(Work task)
Please copy, character for character, each line from the beginning of the listing to the line containing "use std::net::SocketAddr;", including both.

(Extracted entries)
//! Per-connection protocol: request scheduling under the concurrency cap,
//! read-pause backpressure, response serialization through a draining
//! writer, and graceful close.

use std::collections::VecDeque;
use std::net::SocketAddr;
use std::sync::Arc;

use bytes::Bytes;
use futures::StreamExt;
use log::{debug, error, info};
use tokio::io::AsyncWriteExt;
use tokio::net::tcp::OwnedWriteHalf;
use tokio::net::TcpStream;
use tokio::sync::mpsc;
use tokio::task::{JoinError, JoinSet};
use tokio_util::codec::FramedRead;
use tokio_util::sync::CancellationToken;

use tether_protocol::{pack_message, Declare, EventType, Handler, Message, Registry, RequestCodec, Value};
use tether_std::errors::RemoteError;

use crate::state::{ConnHandle, ServerState};
use crate::worker::WorkerPool;

/// Responses queued to the writer before response tasks start parking.
const WRITE_QUEUE_DEPTH: usize = 16;

/// Pieces shared by every connection of one server.
pub(crate) struct Shared {
    pub(crate) registry: Arc<Registry>,
    pub(crate) workers: WorkerPool,
    pub(crate) concurrency_limit: usize,
}

pub(crate) async fn serve_connection(
    stream: TcpStream,
    peer: SocketAddr,
    state: Arc<ServerState>,
    handle: ConnHandle,
    shared: Arc<Shared>,
    shutdown: CancellationToken,
) {
    let (read_half, write_half) = stream.into_split();
    let (writer_tx, writer_rx) = mpsc::channel(WRITE_QUEUE_DEPTH);
    let writer = tokio::spawn(write_loop(
        write_half,
        writer_rx,
        state.clone(),
        handle.clone(),
    ));

    let mut conn = Connection {
        reader: FramedRead::new(read_half, RequestCodec::default()),
        writer_tx,
        running: JoinSet::new(),
        pending: VecDeque::new(),
        read_paused: false,
        peer,
        state: state.clone(),
        handle: handle.clone(),
        shared,
        count: 0,
    };
    conn.run(shutdown).await;

    let count = conn.count;
    handle.mark_closing();
    // dropping the connection releases the writer channel so the write
    // loop can flush and exit
    drop(conn);
    let _ = writer.await;

    state.connection_lost(&handle);
    info!(
        "Connection lost: {}, consumed-event={}, monitored={}",
        peer,
        count,
        state.current_size()
    );
}

async fn write_loop(
    mut writer: OwnedWriteHalf,
    mut responses: mpsc::Receiver<Bytes>,
    state: Arc<ServerState>,
    handle: ConnHandle,
) {
    while let Some(payload) = responses.recv().await {
        if let Err(err) = writer.write_all(&payload).await {
            debug!("write failed on connection #{}: {}", handle.id(), err);
            handle.cancel();
            break;
        }
        state.connection_active(&handle);
    }
    let _ = writer.shutdown().await;
}

struct Connection {
    reader: FramedRead<tokio::net::tcp::OwnedReadHalf, RequestCodec>,
    writer_tx: mpsc::Sender<Bytes>,
    running: JoinSet<()>,
    pending: VecDeque<Message>,
    read_paused: bool,
    peer: SocketAddr,
    state: Arc<ServerState>,
    handle: ConnHandle,
    shared: Arc<Shared>,
    count: u64,
}

impl Connection {
    async fn run(&mut self, shutdown: CancellationToken) {
        let close = self.handle.close_token();
        loop {
            tokio::select! {
                _ = close.cancelled() => {
                    debug!("connection #{} close requested", self.handle.id());
                    self.running.shutdown().await;
                    return;
                }
                _ = shutdown.cancelled() => {
                    self.graceful_close().await;
                    return;
                }
                Some(joined) = self.running.join_next(), if !self.running.is_empty() => {
                    self.on_task_done(joined);
                }
                frame = self.reader.next(), if !self.read_paused => {
                    match frame {
                        Some(Ok(message)) => self.on_message(message),
                        Some(Err(err)) => {
                            // poisoned parser or transport failure; close
                            // without answering
                            error!("transport {} error: {}", self.peer, err);
                            self.running.shutdown().await;
                            return;
                        }
                        None => {
                            // peer finished sending, flush what is queued
                            self.graceful_close().await;
                            return;
                        }
                    }
                }
            }
        }
    }

    fn on_message(&mut self, message: Message) {
        self.state.connection_active(&self.handle);
        let limit = self.shared.concurrency_limit;
        if limit != 0 && self.running.len() >= limit {
            debug!(
                "connection #{} offends flow control, queueing seq={}",
                self.handle.id(),
                message.sequence_number
            );
            self.pending.push_back(message);
            self.read_paused = true;
        } else {
            self.spawn_response(message);
        }
    }

    fn spawn_response(&mut self, message: Message) {
        self.count += 1;
        let shared = self.shared.clone();
        let writer_tx = self.writer_tx.clone();
        let peer = self.peer;

        self.running.spawn(async move {
            let seq = message.sequence_number;
            debug!("Connection {} prepare consume request seq={}", peer, seq);

            let declare = shared.registry.resolve(&message.method);
            let result = execute(&declare, message.args, &shared.workers).await;
            match &result {
                Err(err) => error!(
                    "Connection {} raise error when consume seq={}: {}",
                    peer, seq, err
                ),
                Ok(_) => debug!("Connection {} finish consume request seq={}", peer, seq),
            }

            let payload = pack_response(seq, result);
            // awaiting the bounded channel is the drain point when the
            // writer is backed up; failure means the connection is gone
            let _ = writer_tx.send(payload).await;
        });
    }

    fn on_task_done(&mut self, joined: Result<(), JoinError>) {
        if let Err(err) = joined {
            error!("response task for {} failed: {}", self.peer, err);
        }
        let limit = self.shared.concurrency_limit;
        if limit == 0 {
            return;
        }
        while self.running.len() < limit {
            match self.pending.pop_front() {
                Some(message) => self.spawn_response(message),
                None => break,
            }
        }
        self.read_paused = false;
    }

    /// Accept no new messages, but promote everything pending and wait for
    /// every running task before tearing down.
    async fn graceful_close(&mut self) {
        self.handle.mark_closing();
        while let Some(message) = self.pending.pop_front() {
            self.spawn_response(message);
        }
        while self.running.join_next().await.is_some() {}
    }
}

async fn execute(
    declare: &Declare,
    args: Vec<Value>,
    workers: &WorkerPool,
) -> Result<Value, RemoteError> {
    let bound = declare.bind(args)?;
    match declare.handler() {
        Handler::Inline(handler) => handler(bound),
        Handler::Cooperative(handler) => handler(bound).await,
        Handler::Worker(handler) => workers.run(handler.clone(), bound).await,
    }
}

/// Pack a result, falling back to packing the pack error itself so every
/// request gets exactly one response while the connection lives.
fn pack_response(seq: u16, result: Result<Value, RemoteError>) -> Bytes {
    let packed = match &result {
        Ok(value) => pack_message(seq, EventType::Response, Ok(value)),
        Err(error) => pack_message(seq, EventType::Response, Err(error)),
    };
    packed.unwrap_or_else(|pack_error| {
        pack_message(seq, EventType::Response, Err(&pack_error))
            .expect("packing an error string payload")
    })
}

#[cfg(test)]
mod tests {
    use super::*;
    use bytes::BytesMut;
    use futures::FutureExt;
    use tether_protocol::{decode_header, ResponseCodec, HEADER_SIZE};
    use tokio_util::codec::Decoder;

    #[tokio::test]
    async fn test_execute_dispatches_by_mode() {
        let workers = WorkerPool::default();

        let inline = Declare::builder("add")
            .param("a")
            .param("b")
            .inline(|args| {
                let sum = args[0].as_i64().unwrap_or(0) + args[1].as_i64().unwrap_or(0);
                Ok(Value::Int(sum))
            })
            .unwrap();
        let result = execute(&inline, vec![Value::Int(2), Value::Int(3)], &workers).await;
        assert_eq!(result.unwrap(), Value::Int(5));

        let cooperative = Declare::builder("later")
            .cooperative(|_args| async { Ok(Value::Str("done".into())) }.boxed())
            .unwrap();
        let result = execute(&cooperative, vec![], &workers).await;
        assert_eq!(result.unwrap(), Value::Str("done".into()));

        let worker = Declare::builder("heavy")
            .worker(|_args| Ok(Value::Bool(true)))
            .unwrap();
        let result = execute(&worker, vec![], &workers).await;
        assert_eq!(result.unwrap(), Value::Bool(true));
    }

    #[tokio::test]
    async fn test_execute_surfaces_binding_failures() {
        let workers = WorkerPool::default();
        let declare = Declare::builder("strict")
            .param("required")
            .inline(|args| Ok(args[0].clone()))
            .unwrap();

        let err = execute(&declare, vec![], &workers).await.unwrap_err();
        assert_eq!(err.code(), 402);
    }

    #[tokio::test]
    async fn test_execute_unknown_method_is_not_implemented() {
        let workers = WorkerPool::default();
        let registry = Registry::new();
        let declare = registry.resolve("nope");

        let err = execute(&declare, vec![], &workers).await.unwrap_err();
        assert_eq!(err.code(), 404);
        assert!(err.to_string().contains("nope"));
    }

    #[test]
    fn test_pack_response_always_produces_a_frame() {
        let packed = pack_response(4, Ok(Value::Str("ok".into())));
        let mut raw = [0u8; HEADER_SIZE];
        raw.copy_from_slice(&packed[..HEADER_SIZE]);
        let header = decode_header(&raw).unwrap();
        assert_eq!(header.errno, 0);
        assert_eq!(header.sequence_number, 4);

        let packed = pack_response(5, Err(RemoteError::RemoteInternal("kaput".into())));
        let mut codec = ResponseCodec::default();
        let mut buffer = BytesMut::from(&packed[..]);
        let response = codec.decode(&mut buffer).unwrap().unwrap();
        let err = response.result.unwrap_err();
        assert_eq!(err.code(), 500);
        assert!(err.to_string().contains("kaput"));
    }
}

(Your solution)
//! Per-connection protocol: request scheduling under the concurrency cap,
//! read-pause backpressure, response serialization through a draining
//! writer, and graceful close.

use std::collections::VecDeque;
use std::net::SocketAddr;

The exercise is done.